I slept a magnificent 10 hours. A sound woke me up once in the middle of the night, but I was back asleep before I mobilized to find out what time it was. At 7:30 am, my brain was screaming coffee. Somewhere, I had heard about how horrible the coffee is here in London, so I headed to Starbuck's next to King's Cross station. I admit that I felt guilty for ducking into Starbuck's, and that I probably missed out on a really good local coffee shop. But for £2.50, that's FIVE bucks, I needed good coffee, and the brew at Starbuck's was just like the one back home. It was the safe bet. They got me.


My intent was to go into the Tower of London, but much to my dismay, the entrance fee was £13! Last night, at a local pub called "The Drop," I had an amazing dinner of 3 slabs of roast beef, 2 scooped ice cream sized scoops of mashed potatoes, 2 broiled potatoes, a heaping mound of peas, and steamed cabbage and (i think) kale, WITH 2 pints of ice cold beer for £10! That may sound expensive, but believe me, 10 pounds goes here like THAT! <snapping fingers>. Plus, over dinner and light reading, I had a real live drama unfolding on the pool table, with a vulgar mouthed patron talking mad game to his deaf friend. And another patron "properly soiled his pants" when his hand was nearly bitten off by a dog under a table that no one knew was there. So, for me to pay £13 to look at the grizzly sights of past executions, and to feast my eyes on jewels that I could never touch was asking alot. I did a lap around the Tower, and headed over the Tower Bridge onto the South Bank in search of Shakespeare's Globe theater. I bought a £5 standing room only ticket for tonight's performance of "Merchant of Venice."

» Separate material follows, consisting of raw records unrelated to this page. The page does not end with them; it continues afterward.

mod common;

use std::sync::Arc;
use std::time::Duration;

use common::*;
use futures_util::StreamExt;
use sportstalk_client::{
    CallbackSession, ExecuteCommandRequest, GetUpdatesOptions, JoinRoomRequest, ReactiveSession,
};
use tokio::sync::oneshot;

#[tokio::test]
async fn test_callback_join_delivers_result_and_updates_session() {
    let remote = MockRemote::new();
    remote.respond(
        &join_path(ROOM),
        join_response("u1", "c1", vec![event("ev1", "u2", true)]),
    );
    let callbacks = CallbackSession::new(Arc::new(session(&remote)));

    let (tx, rx) = oneshot::channel();
    callbacks
        .join_room(ROOM, JoinRoomRequest::for_user("u1"), move |result| {
            let _ = tx.send(result);
        })
        .await
        .unwrap();

    let joined = rx.await.unwrap().unwrap();
    assert!(joined.events_cursor.unwrap().events.is_empty());
    assert_eq!(callbacks.session().room_cursor(ROOM).as_deref(), Some("c1"));
}

#[tokio::test]
async fn test_callback_receives_errors() {
    let remote = MockRemote::new();
    let callbacks = CallbackSession::new(Arc::new(session(&remote)));

    let (tx, rx) = oneshot::channel();
    callbacks.get_updates(ROOM, GetUpdatesOptions::default(), move |result| {
        let _ = tx.send(result);
    });

    let err = rx.await.unwrap().unwrap_err();
    assert!(err.is_not_found());
}

#[tokio::test]
async fn test_aborted_join_leaves_session_untouched() {
    let remote = MockRemote::new();
    remote.hang(&join_path(ROOM));
    let callbacks = CallbackSession::new(Arc::new(session(&remote)));

    let handle = callbacks.join_room(ROOM, JoinRoomRequest::for_user("u1"), |_| {
        panic!("callback must not run for an aborted join");
    });

    while remote.call_count() == 0 {
        tokio::time::sleep(Duration::from_millis(1)).await;
    }
    handle.abort();
    assert!(handle.await.unwrap_err().is_cancelled());

    let session = callbacks.session();
    assert!(!session.is_joined());
    assert!(session.current_user().is_none());
    assert_eq!(session.room_cursor(ROOM), None);
}

#[tokio::test]
async fn test_callbacks_share_one_throttle() {
    let remote = MockRemote::new();
    remote.respond(&command_path(ROOM), command_response("ev1", "u1", "hi"));
    let callbacks = CallbackSession::new(Arc::new(session(&remote)));
    let clone = callbacks.clone();

    let (tx1, rx1) = oneshot::channel();
    callbacks
        .execute_chat_command(ROOM, ExecuteCommandRequest::new("u1", "hi"), move |r| {
            let _ = tx1.send(r);
        })
        .await
        .unwrap();

    let (tx2, rx2) = oneshot::channel();
    clone
        .execute_chat_command(ROOM, ExecuteCommandRequest::new("u1", "hi"), move |r| {
            let _ = tx2.send(r);
        })
        .await
        .unwrap();

    assert!(rx1.await.unwrap().is_ok());
    assert!(rx2.await.unwrap().unwrap_err().is_throttled());
    assert_eq!(remote.calls_to(&command_path(ROOM)), 1);
}

#[tokio::test]
async fn test_reactive_stream_yields_single_item() {
    let remote = MockRemote::new();
    remote.respond(
        &join_path(ROOM),
        join_response("u1", "c1", vec![event("ev1", "u1", true), event("ev2", "u2", true)]),
    );
    let reactive = ReactiveSession::new(Arc::new(session(&remote)));

    let items: Vec<_> = reactive
        .join_room(ROOM, JoinRoomRequest::for_user("u1"))
        .collect()
        .await;

    assert_eq!(items.len(), 1);
    let joined = items.into_iter().next().unwrap().unwrap();
    let events = joined.events_cursor.unwrap().events;
    assert_eq!(events.len(), 1);
    assert_eq!(events[0].id, "ev1");
}

#[tokio::test]
async fn test_reactive_is_lazy_until_polled() {
    let remote = MockRemote::new();
    remote.respond(&command_path(ROOM), command_response("ev1", "u1", "hi"));
    let reactive = ReactiveSession::new(Arc::new(session(&remote)));

    let stream = reactive.execute_chat_command(ROOM, ExecuteCommandRequest::new("u1", "hi"));
    assert_eq!(remote.call_count(), 0);
    drop(stream);
    assert_eq!(remote.call_count(), 0);

    // Dropped before polling, so the throttle never saw "hi".
    let mut stream = reactive.execute_chat_command(ROOM, ExecuteCommandRequest::new("u1", "hi"));
    assert!(stream.next().await.unwrap().is_ok());
    assert!(stream.next().await.is_none());
    assert_eq!(remote.call_count(), 1);
}

#[tokio::test]
async fn test_reactive_and_core_share_state() {
    let remote = MockRemote::new();
    remote.respond(&join_path(ROOM), join_response("u1", "c1", vec![]));
    remote.respond(&exit_path(ROOM), serde_json::json!({}));
    let shared = Arc::new(session(&remote));
    let reactive = ReactiveSession::new(Arc::clone(&shared));

    shared
        .join_room(ROOM, JoinRoomRequest::for_user("u1"))
        .await
        .unwrap();
    reactive
        .exit_room(ROOM, "u1")
        .next()
        .await
        .unwrap()
        .unwrap();

    assert!(!shared.is_joined());
}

I also waked the Millennium Bridge, which is shown in the picture above. It's affectionately called the "wobbly bridge" by Londoners i think because of the fiasco when it opened. The bridge uses a technology called "lateral suspension." Indeed, this is a suspension bridge, like the Golden Gate back home, but the engineering allows it to be built without tall supporting columns. Thousands were present to cross the bridge on its opening day. As they crossed the bridge, a slight wind shifted the bridge back and forth, which was a part of its design, but that forced all of the people to shift their weight accordingly, and like harmonic resonance, each shift of weight in the people's feet increased the swaying of the bridge to the point that a dramatic wobble soon took over. They had to shit the bridge down! Engineers have since fixed the problem by inserting dampeners along the bridge.


The Millennium Bridge takes one (when coming from the south) directly to St. Paul's Cathedral. An entrance fee and rules against photography persuaded against me going in for a tour.



Looking East from the Millennium Bridge to the Tower Bridge.